I was interested, thought others might be curious/interested too, so ...
I've got the log rotation set up so it retains bit over a year's worth of
web server logs
$ awk '{if($1=="rotate" || $1 !~ /^#/ && $1 ~ /ly$/)print}'
/etc/logrotate.d/apache2
weekly
rotate 60
so, fair bit of data available.
This web server runs on the balug Virtual Machine (VM) host,
which covers for not only the BALUG [Linux] User Group ([L]UG),
but others too. Anyway, grabbed the data from the logs, and did a wee
bit of analysis. This is from the {ssl_,}access.log* files.
So, basically analyzed domain and port, here's the information/analysis,
and counts, from the highest levels on down to that:
13945791 Total
That's the total traffic seen, all sites/domains that got logged.
That's approximately:
232430 per week (13945791/60)
33204 per day (13945791/60/7)
1384 per hour (13945791/60/7/24)
23 per minute (13945791/60/7/24/60)
0.38 per second (13945791/60/7/24/60/60)
So about one per 2.6 seconds (1/(13945791/60/7/24/60/60))
by [L]UG or project or whatever and the like. Note also that test
traffic isn't excluded, so, e.g. some domains that aren't in DNS or
so delegated (or not yet or no longer in DNS) also show wee bit 'o
traffic.
9504843 BALUG
3463857 BerkeleyLUG
968724 SF-LUG
8283 digitalwitness.org
51 BAD
33 BUUG
In a bit more detail, by relevant TLD:
9504843 balug.org
3457611 berkeleylug.com
896560 sf-lug.org
40847 sf-lug.com
13698 sflug.org
8283 digitalwitness.org
7458 sflug.net
6246 berkeleylug.org
6084 sflug.com
4077 sf-lug.net
51 bad.debian.net
33 buug.org
Note that for all of SF-LUG's various domains,
traffic drops by >20x once we leave the canonical TLD ([www.]sf-lug.org)
and drop to 1st runner up in SF-LUG traffic, >65x to 2nd runner up, and
> 120x for 3rd runner up.
For BerkeleyLUG, the obscure and almost completely unknown (was never
canonical nor particularly promoted) BerkeleyLUG.org,
The canonical BerkeleyLUG.com has >550x the traffic ...
however BerkeleyLUG.org no longer exists, so it was something >1/550 of
the traffic when it still existed (but even back then I recall it being
relatively negligible portion of traffic).
So, by domain ... secure.balug.org is somewhat surprising. It's probably
mostly from "bad" or not so well behaved bots, poking at the BALUG wiki,
trying to login there, and getting redirected ... or maybe such bots
thinking there's something more "interesting" to go after because it's
got "secure" in the name?
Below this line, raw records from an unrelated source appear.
use indexmap::IndexMap;

use super::*;

fn labels(row: &ErrorRow) -> Vec<&str> {
    row.labels().collect()
}

#[test]
fn unify_var_binds() {
    let mut ctx = TypeCtx::new();
    let v = ctx.fresh_var();
    ctx.unify(&v, &Type::Int).unwrap();
    assert_eq!(ctx.resolve(&v), Type::Int);
}

#[test]
fn unify_follows_chains_without_compression() {
    let mut ctx = TypeCtx::new();
    let a = ctx.fresh_var();
    let b = ctx.fresh_var();
    ctx.unify(&a, &b).unwrap();
    ctx.unify(&b, &Type::Bool).unwrap();
    assert_eq!(ctx.resolve(&a), Type::Bool);
}

#[test]
fn occurs_check_rejects_infinite_type() {
    let mut ctx = TypeCtx::new();
    let v = ctx.fresh_var();
    let arrow = Type::fun(v.clone(), Type::Int);
    let err = ctx.unify(&v, &arrow).unwrap_err();
    assert!(matches!(err, UnifyError::Occurs { .. }));
}

#[test]
fn constructor_mismatch() {
    let mut ctx = TypeCtx::new();
    let opt = Type::ctor("Option", vec![Type::Int]);
    let res = Type::result(Type::Int, Type::Row(ErrorRow::default()));
    assert!(matches!(
        ctx.unify(&opt, &res),
        Err(UnifyError::Mismatch { .. })
    ));
}

#[test]
fn tuple_arity_mismatch_is_distinct() {
    let mut ctx = TypeCtx::new();
    let two = Type::Tuple(vec![Type::Int, Type::Int]);
    let three = Type::Tuple(vec![Type::Int, Type::Int, Type::Int]);
    assert!(matches!(
        ctx.unify(&two, &three),
        Err(UnifyError::TupleArity { left: 2, right: 3 })
    ));
}

#[test]
fn functions_unify_componentwise() {
    let mut ctx = TypeCtx::new();
    let v = ctx.fresh_var();
    let f = Type::fun(Type::Int, v.clone());
    let g = Type::fun(Type::Int, Type::Bool);
    ctx.unify(&f, &g).unwrap();
    assert_eq!(ctx.resolve(&v), Type::Bool);
}

#[test]
fn unknown_unifies_with_anything() {
    let mut ctx = TypeCtx::new();
    let hole = Type::Unknown(HoleProvenance::UserHole);
    ctx.unify(&hole, &Type::Int).unwrap();
    ctx.unify(&Type::Bool, &hole).unwrap();
}

#[test]
fn closed_rows_must_match_exactly() {
    let mut ctx = TypeCtx::new();
    let a = Type::Row(ErrorRow::from_labels(["NotMul".to_string()]));
    let b = Type::Row(ErrorRow::from_labels(["NotMul".to_string()]));
    ctx.unify(&a, &b).unwrap();

    let c = Type::Row(ErrorRow::from_labels(["Overflow".to_string()]));
    assert!(ctx.unify(&a, &c).is_err());
}

#[test]
fn open_row_absorbs_missing_labels() {
    let mut ctx = TypeCtx::new();
    let tail = ctx.fresh_var_id();
    let open = ErrorRow {
        cases: IndexMap::from([("NotMul".to_string(), None)]),
        tail: Some(tail),
    };
    let closed = ErrorRow::from_labels(["NotMul".to_string(), "Overflow".to_string()]);

    ctx.unify(&Type::Row(open.clone()), &Type::Row(closed))
        .unwrap();

    let resolved = ctx.subst.apply_row(&open);
    let mut observed = labels(&resolved);
    observed.sort();
    assert_eq!(observed, vec!["NotMul", "Overflow"]);
    assert!(resolved.tail.is_none());
}

#[test]
fn closed_row_rejects_extra_labels() {
    let mut ctx = TypeCtx::new();
    let open_with_extra = ErrorRow {
        cases: IndexMap::from([("Extra".to_string(), None)]),
        tail: Some(ctx.fresh_var_id()),
    };
    let closed = ErrorRow::from_labels(["NotMul".to_string()]);
    assert!(
        ctx.unify(&Type::Row(open_with_extra), &Type::Row(closed))
            .is_err()
    );
}

#[test]
fn two_open_rows_share_a_tail() {
    let mut ctx = TypeCtx::new();
    let t1 = ctx.fresh_var_id();
    let t2 = ctx.fresh_var_id();
    let r1 = ErrorRow {
        cases: IndexMap::from([("A".to_string(), None)]),
        tail: Some(t1),
    };
    let r2 = ErrorRow {
        cases: IndexMap::from([("B".to_string(), None)]),
        tail: Some(t2),
    };

    ctx.unify(&Type::Row(r1.clone()), &Type::Row(r2.clone()))
        .unwrap();

    let resolved1 = ctx.subst.apply_row(&r1);
    let resolved2 = ctx.subst.apply_row(&r2);
    let mut l1 = labels(&resolved1);
    let mut l2 = labels(&resolved2);
    l1.sort();
    l2.sort();
    assert_eq!(l1, vec!["A", "B"]);
    assert_eq!(l2, vec!["A", "B"]);
    assert_eq!(resolved1.tail, resolved2.tail);
}

#[test]
fn row_payloads_unify() {
    let mut ctx = TypeCtx::new();
    let v = ctx.fresh_var();
    let a = ErrorRow {
        cases: IndexMap::from([("Overflow".to_string(), Some(Box::new(v.clone())))]),
        tail: None,
    };
    let b = ErrorRow {
        cases: IndexMap::from([("Overflow".to_string(), Some(Box::new(Type::Int)))]),
        tail: None,
    };
    ctx.unify(&Type::Row(a), &Type::Row(b)).unwrap();
    assert_eq!(ctx.resolve(&v), Type::Int);
}

#[test]
fn substitution_idempotence() {
    let mut ctx = TypeCtx::new();
    let a = ctx.fresh_var();
    let b = ctx.fresh_var();
    let c = ctx.fresh_var();
    ctx.unify(&a, &Type::fun(b.clone(), c.clone())).unwrap();
    ctx.unify(&b, &Type::Int).unwrap();
    ctx.unify(&c, &Type::ctor("Option", vec![Type::Bool])).unwrap();

    for ty in [&a, &b, &c] {
        assert!(substitution_is_idempotent(&ctx.subst, ty));
    }
}

#[test]
fn no_substitution_entry_contains_its_own_var() {
    // Occurs-check safety: exercise several unifications then verify.
    let mut ctx = TypeCtx::new();
    let a = ctx.fresh_var();
    let b = ctx.fresh_var();
    let c = ctx.fresh_var();
    ctx.unify(&a, &Type::fun(b.clone(), b.clone())).unwrap();
    ctx.unify(&b, &c).unwrap();
    ctx.unify(&c, &Type::Int).unwrap();

    for ty in [&a, &b, &c] {
        let resolved = ctx.resolve(ty);
        let mut vars = Vec::new();
        resolved.free_vars(&mut vars);
        assert!(vars.is_empty(), "unresolved vars in {resolved:?}");
    }
}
Maybe ought phase that one out, not nearly
so relevant anymore. I think the original idea is that one would
redirect to force https, but I believe now all the domains offer https,
and as/where relevant (e.g. wiki login and after doing so with cookie
that has authenticated state) redirection can be done from http to
https with same domain - no need for a separate domain for that.
Also a bit surprising too, is BerkeleyLUG.com being as high as it is.
It's WordPress, and bots - legitimate, or not so, and search engines,
well, WordPress effectively "expands" to a quite huge set of unique
URLs, even if the content of each isn't all that incredibly unique.
E.g. I remember earlier trying to crawl the site when it was still
hosted by WordPress.com - it expanded into a huge amount of content
that wasn't particularly feasible to replicate in-place as-is without
WordPress - especially relatively to the actual full data in/behind
the site - a much more manageable and smaller set of data. So that
may, at least partially, explain the somewhat surprising large number
there.
Likewise, BALUG's wiki - lots of content - especially if one crawls the
archive of all older versions of all pages.
And BALUG's list - every posting can be individually crawled, so, lots of
URLs, and probably keeps search engines / bots relatively busy.
And one other that's slightly surprising ... the mx entries.
Really noting promoting - or even configured for that as web,
other than it existing in DNS. So that's probably mostly "bad" bots
and/or a bit of test traffic.
Also, pi.berkeleylug.com is slightly, but not entirely redundant with
https://berkeleylug.com/Pi.BerkeleyLUG/
Notably pi.berkeleylug.com 302 redirects to the above ...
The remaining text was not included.